Task statement - Once you find a line containing the word "keys" in the entries below, copy it.

Data extracts -
//! Request signatures used as cache keys.

use std::collections::BTreeMap;
use std::fmt;

use sha2::{Digest, Sha256};

use crate::request::HttpMethod;

/// Digest of a request's shape: method, full URL, headers and body.
///
/// Headers are folded in sorted by lowercase name, so logically equal header
/// sets always produce the same signature. Two requests differing in any of
/// the four components never share a signature.
#[derive(Clone, Debug, PartialEq, Eq, Hash, PartialOrd, Ord)]
pub struct RequestSignature(String);

impl RequestSignature {
    /// Compute the signature of a request.
    pub fn compute(
        method: HttpMethod,
        url: &str,
        headers: &BTreeMap<String, String>,
        body: Option<&[u8]>,
    ) -> Self {
        let body_digest = Sha256::digest(body.unwrap_or_default());

        let mut hasher = Sha256::new();
        hasher.update(method.as_str().as_bytes());
        hasher.update(b"\n");
        hasher.update(url.as_bytes());
        hasher.update(b"\n");
        // BTreeMap iterates in key order; keys are lowercase already
        for (name, value) in headers {
            hasher.update(name.to_ascii_lowercase().as_bytes());
            hasher.update(b":");
            hasher.update(value.trim().as_bytes());
            hasher.update(b"\n");
        }
        hasher.update(b"\n");
        hasher.update(body_digest);

        Self(hex::encode(hasher.finalize()))
    }

    /// Build a signature from an already computed key, e.g. a file stem.
    pub fn from_hex(hex: impl Into<String>) -> Self {
        Self(hex.into())
    }

    /// Hex representation, safe for use as a file name.
    pub fn as_str(&self) -> &str {
        &self.0
    }
}

impl fmt::Display for RequestSignature {
    fn fmt(&self, f: &mut fmt::Formatter<'_>) -> fmt::Result {
        f.write_str(&self.0)
    }
}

Result for this task -
//! Request signatures used as cache keys.
        // BTreeMap iterates in key order; keys are lowercase already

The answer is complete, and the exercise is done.